- **Record extracts**
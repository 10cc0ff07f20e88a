use thiserror::Error;

/// Startup configuration failures. Always fatal.
#[derive(Error, Debug, Clone, PartialEq, Eq)]
pub enum ConfigError {
    #[error("{0} environment variable is required")]
    MissingVar(&'static str),

    #[error("Invalid value for {name}: {reason}")]
    InvalidValue { name: &'static str, reason: String },
}

/// Errors raised by an [`SmsProvider`](crate::SmsProvider) while creating a message.
#[derive(Error, Debug)]
pub enum ProviderError {
    /// The provider answered with an error payload.
    #[error("{message}")]
    Api {
        status: u16,
        code: Option<u32>,
        message: String,
    },

    /// DNS, TLS, connect or timeout failure before a response arrived.
    #[error("{0}")]
    Transport(#[from] reqwest::Error),

    #[error("Invalid provider response: {0}")]
    Decode(String),
}

pub type Result<T> = std::result::Result<T, ProviderError>;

- **What is expected**
Give back the entries above precisely as they appear.

- **Answer box**
repository 10cc0ff07f20e88a
use thiserror::Error;

/// Startup configuration failures. Always fatal.
#[derive(Error, Debug, Clone, PartialEq, Eq)]
pub enum ConfigError {
    #[error("{0} environment variable is required")]
    MissingVar(&'static str),

    #[error("Invalid value for {name}: {reason}")]
    InvalidValue { name: &'static str, reason: String },
}

/// Errors raised by an [`SmsProvider`](crate::SmsProvider) while creating a message.
#[derive(Error, Debug)]
pub enum ProviderError {
    /// The provider answered with an error payload.
    #[error("{message}")]
    Api {
        status: u16,
        code: Option<u32>,
        message: String,
    },

    /// DNS, TLS, connect or timeout failure before a response arrived.
    #[error("{0}")]
    Transport(#[from] reqwest::Error),

    #[error("Invalid provider response: {0}")]
    Decode(String),
}

pub type Result<T> = std::result::Result<T, ProviderError>;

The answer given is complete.